Febrero de 2020, recién liquidada la segunda década del siglo XXI. Acaba el decenio que ha supuesto la consolidación del arte urbano como fenómeno global. Indudablemente, acaba mejor de lo que estaba hace diez años, pero queda mucho trabajo por hacer todavía.

En Barcelona, hace diez años teníamos una sola pared donde pintar legalmente, las brigadas antigrafiti trabajaban a destajo, y el único muro de grandes dimensiones pintado artísticamente era el trompe l’oeil de la plaça de la Hispanitat. Quizá espectacular para profanos, pero en mi opinión, un horror de proporciones olímpicas.

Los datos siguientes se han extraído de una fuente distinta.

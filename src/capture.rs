use crate::constants::{CAPTURE_FACING_MODE, VIDEO_READY_STATE};
use crate::core::constants::{CAPTURE_HEIGHT, CAPTURE_WIDTH};
use js_sys::{Object, Reflect};
use wasm_bindgen::{JsCast, JsValue};
use wasm_bindgen_futures::JsFuture;
use web_sys as web;

fn video_constraints() -> anyhow::Result<Object> {
    let video = Object::new();
    let set = |k: &str, v: JsValue| {
        Reflect::set(&video, &JsValue::from_str(k), &v).map_err(|e| anyhow::anyhow!("{:?}", e))
    };
    set("width", JsValue::from(CAPTURE_WIDTH))?;
    set("height", JsValue::from(CAPTURE_HEIGHT))?;
    set("facingMode", JsValue::from_str(CAPTURE_FACING_MODE))?;
    Ok(video)
}

/// Request the user-facing webcam and attach it to `video`. Resolves once
/// playback has started.
pub async fn start_camera(video: &web::HtmlVideoElement) -> anyhow::Result<web::MediaStream> {
    let window = web::window().ok_or_else(|| anyhow::anyhow!("no window"))?;
    let devices = window
        .navigator()
        .media_devices()
        .map_err(|e| anyhow::anyhow!("{:?}", e))?;
    let constraints = web::MediaStreamConstraints::new();
    constraints.set_video(&video_constraints()?.into());
    constraints.set_audio(&JsValue::FALSE);
    let promise = devices
        .get_user_media_with_constraints(&constraints)
        .map_err(|e| anyhow::anyhow!("{:?}", e))?;
    let stream: web::MediaStream = JsFuture::from(promise)
        .await
        .map_err(|e| anyhow::anyhow!("camera access denied: {:?}", e))?
        .dyn_into()
        .map_err(|e| anyhow::anyhow!("{:?}", e))?;

    video.set_muted(true);
    video.set_autoplay(true);
    _ = video.set_attribute("playsinline", "");
    video.set_src_object(Some(&stream));
    let play = video.play().map_err(|e| anyhow::anyhow!("{:?}", e))?;
    JsFuture::from(play)
        .await
        .map_err(|e| anyhow::anyhow!("video play failed: {:?}", e))?;
    log::info!(
        "[capture] camera {}x{}",
        video.video_width(),
        video.video_height()
    );
    Ok(stream)
}

/// Whether the element has a decodable current frame.
#[inline]
pub fn has_frame(video: &web::HtmlVideoElement) -> bool {
    video.ready_state() >= VIDEO_READY_STATE
}

pub fn stop_camera(stream: &web::MediaStream) {
    for track in stream.get_tracks().iter() {
        if let Ok(track) = track.dyn_into::<web::MediaStreamTrack>() {
            track.stop();
        }
    }
}
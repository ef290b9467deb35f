// Front-end scene, DOM and post-processing constants.
//
// Gesture and formation tuning lives in `swarm_core::constants`; this file
// only covers what the browser shell needs to draw and wire the page.

// Camera
// Eye sits on +Z looking at the origin; the formation plane is z = 0.
pub const CAMERA_Z: f32 = 12.0;
pub const CAMERA_FOV_DEG: f32 = 50.0;
pub const CAMERA_ZNEAR: f32 = 0.1;
pub const CAMERA_ZFAR: f32 = 100.0;

// Particle mesh
pub const OCTAHEDRON_RADIUS: f32 = 0.3;

// Lighting (direction the light travels, intensity)
pub const AMBIENT_LIGHT: f32 = 0.2;
pub const KEY_LIGHT_DIR: [f32; 3] = [-5.0, -5.0, -5.0];
pub const KEY_LIGHT_INTENSITY: f32 = 2.0;
pub const FILL_LIGHT_DIR: [f32; 3] = [5.0, 5.0, -2.0];
pub const FILL_LIGHT_INTENSITY: f32 = 1.0;
pub const FILL_LIGHT_COLOR: [f32; 3] = [0.0, 1.0, 1.0];
// Share of the emissive term that reaches the HDR target before bloom
pub const EMISSIVE_GAIN: f32 = 0.35;

// Post-processing
pub const BLOOM_THRESHOLD: f32 = 0.2;
pub const BLOOM_KNEE: f32 = 0.9; // soft ramp above the threshold
pub const CLEAR_COLOR: [f64; 3] = [0.0, 0.0, 0.0];
pub const CLEAR_ALPHA: f64 = 0.0; // transparent over the mirrored webcam

// Capture
pub const CAPTURE_FACING_MODE: &str = "user";
// HTMLMediaElement.readyState: HAVE_ENOUGH_DATA
pub const VIDEO_READY_STATE: u16 = 4;

// Glyph canvas
pub const GLYPH_FONT: &str = "bold 80px Arial";

// DOM ids
pub const CANVAS_ID: &str = "app-canvas";
pub const VIDEO_ID: &str = "webcam";
pub const HINT_ID: &str = "hint-overlay";
pub const HINT_TEXT: &str = "Magic Interface Ready";
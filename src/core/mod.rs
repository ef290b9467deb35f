pub use swarm_core::*;

// Shaders bundled as string constants
pub static PARTICLES_WGSL: &str = include_str!("../../shaders/particles.wgsl");
pub static POST_WGSL: &str = include_str!("../../shaders/post.wgsl");
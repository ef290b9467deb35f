use thiserror::Error;

/// Failures surfaced by the core. None of them is fatal to the app; callers
/// skip the frame or fall back to the idle formation.
#[derive(Debug, Error, Clone, PartialEq)]
pub enum SwarmError {
    #[error("frame reports {0} hands, at most {max} are tracked", max = crate::constants::MAX_HANDS)]
    TooManyHands(usize),
    #[error("hand {hand} has {got} landmarks, expected {expected}")]
    LandmarkCount {
        hand: usize,
        got: usize,
        expected: usize,
    },
    #[error("hand {hand} landmark {index} is not finite")]
    NonFinite { hand: usize, index: usize },
    #[error("glyph rasterization failed: {0}")]
    Raster(String),
}

pub type Result<T> = std::result::Result<T, SwarmError>;
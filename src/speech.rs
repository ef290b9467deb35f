use crate::core::{constants::VOICE_RATE, Announcement};
use web_sys as web;

/// Fire-and-forget speech output. Any failure (no synthesis support,
/// blocked by autoplay policy) leaves the app silent.
#[derive(Clone)]
pub struct Speech {
    synth: Option<web::SpeechSynthesis>,
}

impl Speech {
    pub fn new() -> Self {
        let synth = web::window().and_then(|w| w.speech_synthesis().ok());
        if synth.is_none() {
            log::warn!("[voice] speech synthesis unavailable; continuing silently");
        }
        Self { synth }
    }

    /// Cancel whatever is playing and speak `announcement`.
    pub fn say(&self, announcement: &Announcement) {
        let Some(synth) = &self.synth else {
            return;
        };
        let utterance = match web::SpeechSynthesisUtterance::new_with_text(&announcement.text) {
            Ok(u) => u,
            Err(e) => {
                log::debug!("[voice] utterance error: {:?}", e);
                return;
            }
        };
        utterance.set_lang(announcement.locale());
        utterance.set_rate(VOICE_RATE);
        synth.cancel();
        synth.speak(&utterance);
    }

    pub fn cancel(&self) {
        if let Some(synth) = &self.synth {
            synth.cancel();
        }
    }
}
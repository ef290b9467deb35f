use crate::constants::*;
use crate::core::{
    Camera, DetectionGate, ParticleField, ParticleInstance, PresentationController,
    SharedHandState,
};
use crate::glyph::CanvasRasterizer;
use crate::render;
use crate::speech::Speech;
use instant::Instant;
use std::cell::RefCell;
use std::rc::Rc;
use wasm_bindgen::closure::Closure;
use web_sys as web;

pub struct FrameContext<'a> {
    pub field: ParticleField,
    pub presentation: Rc<RefCell<PresentationController>>,
    pub hand: SharedHandState,
    pub gate: DetectionGate,

    pub canvas: web::HtmlCanvasElement,
    pub gpu: Option<render::GpuState<'a>>,
    pub rasterizer: CanvasRasterizer,
    pub speech: Rc<Speech>,

    pub started: Instant,
    pub instances: Vec<ParticleInstance>,
}

impl<'a> FrameContext<'a> {
    pub fn frame(&mut self) {
        let now = Instant::now();
        let time_sec = (now - self.started).as_secs_f32();

        let (w, h) = (self.canvas.width().max(1), self.canvas.height().max(1));
        let mut camera =
            Camera::looking_at_origin(CAMERA_Z, CAMERA_FOV_DEG.to_radians(), w as f32 / h as f32);
        camera.znear = CAMERA_ZNEAR;
        camera.zfar = CAMERA_ZFAR;
        let viewport = camera.viewport();

        // Only an empty cell skips the tick. Startup publishes a neutral
        // state, so the idle scatter animates before any detection arrives.
        let Some(state) = self.hand.snapshot() else {
            self.draw(&camera);
            return;
        };
        self.field
            .tick(Some(&state), time_sec, &viewport, &mut self.rasterizer);
        let said = self.presentation.borrow_mut().update(&state);
        if let Some(announcement) = said {
            log::info!("[voice] {}", announcement.text);
            self.speech.say(&announcement);
        }
        self.draw(&camera);
    }

    fn draw(&mut self, camera: &Camera) {
        let Some(g) = &mut self.gpu else {
            return;
        };
        g.resize_if_needed(self.canvas.width(), self.canvas.height());
        self.field.write_instances(&mut self.instances);
        let look = self.presentation.borrow().look();
        match g.render(camera.view_projection(), &look, &self.instances) {
            Ok(()) => {}
            Err(wgpu::SurfaceError::Lost | wgpu::SurfaceError::Outdated) => g.reconfigure(),
            Err(e) => log::error!("render error: {:?}", e),
        }
    }
}

pub async fn init_gpu(
    canvas: &web::HtmlCanvasElement,
    particle_capacity: usize,
) -> Option<render::GpuState<'static>> {
    // leak a canvas clone to satisfy 'static lifetime for surface
    let leaked_canvas = Box::leak(Box::new(canvas.clone()));
    match render::GpuState::new(leaked_canvas, particle_capacity).await {
        Ok(g) => Some(g),
        Err(e) => {
            log::error!("WebGPU init error: {:?}", e);
            None
        }
    }
}

/// Render loop driven by requestAnimationFrame; stops rescheduling once the
/// gate is cancelled.
pub fn start_loop(frame_ctx: Rc<RefCell<FrameContext<'static>>>) {
    let tick: Rc<RefCell<Option<Closure<dyn FnMut()>>>> = Rc::new(RefCell::new(None));
    let tick_clone = tick.clone();
    let frame_ctx_tick = frame_ctx.clone();
    *tick.borrow_mut() = Some(Closure::wrap(Box::new(move || {
        let mut ctx = frame_ctx_tick.borrow_mut();
        if !ctx.gate.should_continue() {
            return;
        }
        ctx.frame();
        drop(ctx);
        crate::tracker::request_frame(&tick_clone);
    }) as Box<dyn FnMut()>));
    crate::tracker::request_frame(&tick);
}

Las cosas han cambiado bastante para el arte urbano desde la implementación de la Ordenanza Cívica, allá por 2005.

Desde entonces, momento en el que prácticamente se eliminó el grafiti de las paredes de Barcelona, se ha habilitado una red de muros en los que pintar libremente. Si quieres pintar en el espacio público, puedes. En determinados espacios, y no en todos los barrios, pero puedes. Otro de los cambios más evidentes han sido las intervenciones murales de gran formato; esas paredes ciegas que se elevan como un lienzo gigante esperando a un (o una) artista que se atreva a colgarse de una grúa a 15 metros de altura.

Costó que el Ayuntamiento autorizara este tipo de intervenciones. Mientras en ciudades de todo el mundo era habitual pintar medianeras desde hace años, en casa parecía imposible. No fue hasta las primeras ediciones del festival Open Walls Conference en que pudimos disfrutar de los primeros murales de grandes dimensiones en Barcelona. Escif —quien por cierto está preparando la Falla Mayor de este año en Valencia— destacó en 2014 con su “Pilila” gigante en la entrada de Hangar, en un diálogo crítico con la Torre Agbar de Norman Foster. Ambos iconos, uno de la arquitectura y el otro del nuevo muralismo, siguen erectos todavía.

Todos estos murales, producidos con mínimos recursos y grandes esfuerzos de organizadores y artistas, están condenados a la desaparición.

De todas formas, los murales de grandes dimensiones se pueden contar con los dedos de una mano. Sixe tenía dos. El del Raval acaban de taparlo para hacer un bloque de pisos. El de Lepanto, de momento aguanta, pero tampoco durará mucho. El de Reskate en la fachada del ayuntamiento de la Vila de Gràcia, visto y no visto: se pintó para la celebración del 200 aniversario de las Fiestas de Gracia y se eliminó a los pocos meses, cuando restauraron la fachada que lo acogía. ¿No debería haberse hecho al revés? Los vecinos lo reclamaron. Ya fuera de Barcelona, Zosen y Mina Hamada, en l’Hospitalet; otro que preside un solar, pintado, además, encima de uralita. Aguantará hasta que se construya la escuela prometida. ¿Borondo en Poblenou? Ya han puesto los refuerzos en la pared y está a la espera de recibir el edificio que lo cubra. Al mural de Jorge Rodríguez-Gerada en rambla Guipúzcoa, lo añadimos a la lista de presidentes honoríficos de lugares en desuso: en este caso un aparcamiento de un bingo. Claudio Ethos, de momento aguanta en Can Baró. No hay muchos más que reseñar.

Todos estos murales, producidos con mínimos recursos y grandes esfuerzos de organizadores y artistas, están condenados a la desaparición. Absolutamente todos están pintados sobre paredes “no consolidadas”: aquellas que, en algún momento, recibirán la construcción de un edificio en el solar contiguo, tapando entonces el mural para siempre. ¿No iría siendo hora de que el arte urbano y el muralismo contemporáneo recibiera otro trato por parte de las administraciones?